Department of Transport and Main Roads Deputy Regional Director (North Coast Region) Alan Crook with Cr Deb Palmer, Member for Nanango Deb Frecklington and Aurecon Senior Site Engineer Andrew Cummings

June 14, 2013

South Burnett residents who registered for SMS alerts about the Blackbutt Range received a welcome message on their mobile phones on Thursday … the major construction works are now complete.

This simple message marked the the end of a massive – and costly – engineering task to re-align the highway after the 16 landslips that occurred in January 2011.

Now there will be a three-month maintenance period while engineers monitor as the roadworks “bed in”.

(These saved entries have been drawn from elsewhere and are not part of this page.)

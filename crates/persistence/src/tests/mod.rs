// Copyright (C) 2026 Fred Clausen
// Use of this source code is governed by an MIT-style
// license that can be found in the LICENSE file or at
// https://opensource.org/licenses/MIT.

#![allow(clippy::expect_used, clippy::unwrap_used)]

mod contract_tests;
mod payback_tests;
mod record_tests;

use std::sync::Arc;

use clark::{
    ContractRepository, DispatchingNotifier, ErrorReporter, InquiryRepository, LogMailer,
    NotificationChannel, NotificationDispatcher, NotificationLog, OfferRepository,
    OpportunityRepository, TracingErrorReporter,
};
use clark_audit::{Actor, AuditEvent, Cause};
use clark_domain::{
    AdminId, AnalysisState, Channel, Contract, ContractState, CustomerId, EntityRef, Inquiry,
    InquiryState, NewContract, NewInquiry, NewOffer, NewOpportunity, Offer, OfferState,
    Opportunity, OpportunityState, SubcompanyId,
};
use time::macros::datetime;

use crate::Persistence;

pub const CUSTOMER: CustomerId = CustomerId::new(7);
pub const ADMIN: AdminId = AdminId::new(3);

pub fn create_test_cause() -> Cause {
    Cause::new(String::from("test-cause"), String::from("Test operation"))
}

pub fn create_test_actor() -> Actor {
    Actor::admin(ADMIN)
}

pub fn create_test_persistence() -> Arc<Persistence> {
    Arc::new(Persistence::new_in_memory().expect("in-memory database"))
}

/// An audit event for a transition the test performs by hand.
pub fn create_test_audit<S: std::fmt::Display>(
    entity: EntityRef,
    event: &str,
    before: Option<S>,
    after: S,
) -> AuditEvent {
    AuditEvent::transition(
        create_test_actor(),
        create_test_cause(),
        entity,
        event,
        before,
        after,
    )
}

/// A notifier that logs through the mailer and records attempts in `persistence`.
pub fn create_test_notifier(persistence: &Arc<Persistence>) -> DispatchingNotifier {
    let dispatcher: NotificationDispatcher = NotificationDispatcher::new(
        vec![Arc::new(LogMailer) as Arc<dyn NotificationChannel>],
        Arc::clone(persistence) as Arc<dyn NotificationLog>,
        Arc::new(TracingErrorReporter) as Arc<dyn ErrorReporter>,
    );
    DispatchingNotifier::new(Arc::new(dispatcher), vec![Channel::Email])
}

pub fn create_test_contract(
    persistence: &Persistence,
    state: ContractState,
    analysis_state: Option<AnalysisState>,
) -> Contract {
    persistence
        .create_contract(NewContract {
            customer_id: CUSTOMER,
            state,
            analysis_state,
            category_ident: String::from("household"),
            subcompany_id: Some(SubcompanyId::new(21)),
        })
        .unwrap()
}

pub fn create_test_inquiry(persistence: &Persistence, subcompany: i64, idents: &[&str]) -> Inquiry {
    persistence
        .create_inquiry(NewInquiry {
            customer_id: CUSTOMER,
            subcompany_id: SubcompanyId::new(subcompany),
            state: InquiryState::Contacted,
            category_idents: idents.iter().map(|s| (*s).to_string()).collect(),
        })
        .unwrap()
}

/// An opportunity in `offer_phase` with an active offer over `products` offered contracts.
pub fn create_test_offer(
    persistence: &Persistence,
    products: usize,
) -> (Opportunity, Offer, Vec<Contract>) {
    let opportunity: Opportunity = persistence
        .create_opportunity(NewOpportunity {
            customer_id: CUSTOMER,
            admin_id: Some(ADMIN),
            state: OpportunityState::OfferPhase,
        })
        .unwrap();
    let contracts: Vec<Contract> = (0..products)
        .map(|_| create_test_contract(persistence, ContractState::Offered, None))
        .collect();
    let offer: Offer = persistence
        .create_offer(NewOffer {
            customer_id: CUSTOMER,
            opportunity_id: opportunity.id,
            state: OfferState::Active,
            valid_until: datetime!(2026-04-01 00:00 UTC),
            options: contracts
                .iter()
                .enumerate()
                .map(|(index, contract)| (contract.id, index == 0))
                .collect(),
        })
        .unwrap();
    (opportunity, offer, contracts)
}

Representatives from Aurecon, who administered the construction contract, and the Department of Transport and Main Roads took Member for Nanango Deb Frecklington, South Burnett councillor Deb Palmer and media representatives on an inspection of the completed work on Thursday morning.

Senior Site Engineer Andrew Cummings said engineers had been forced to shift the road alignment 30m to the north to find stable land as the geology of the area was so heavily folded and faulted.

The original road, built in the 1940s, had been constructed on fill. During the 1974 floods, many slips had occurred and these had been repaired to the standards of the time.

Mr Cummings said the 1974 repairs had actually held up reasonably well, but the new work – carried out by VDM Construction – had been designed to current engineering standards with only a one per cent chance of failure.

A massive 18,000 tonnes of concrete were used in the job; most of the rock utilised came from on-site.

The new road runs through a corridor resumed from forestry land, but the felled timber was not wasted, either.

“All the big trees went back to forestry for use,” Mr Cummings said.

The new road has a high-tech flavour. Sensors have been placed along it  to measure water flow and to watch for subsidence; solar-powered base units then transmit the data back to the Department of Main Roads and Transport.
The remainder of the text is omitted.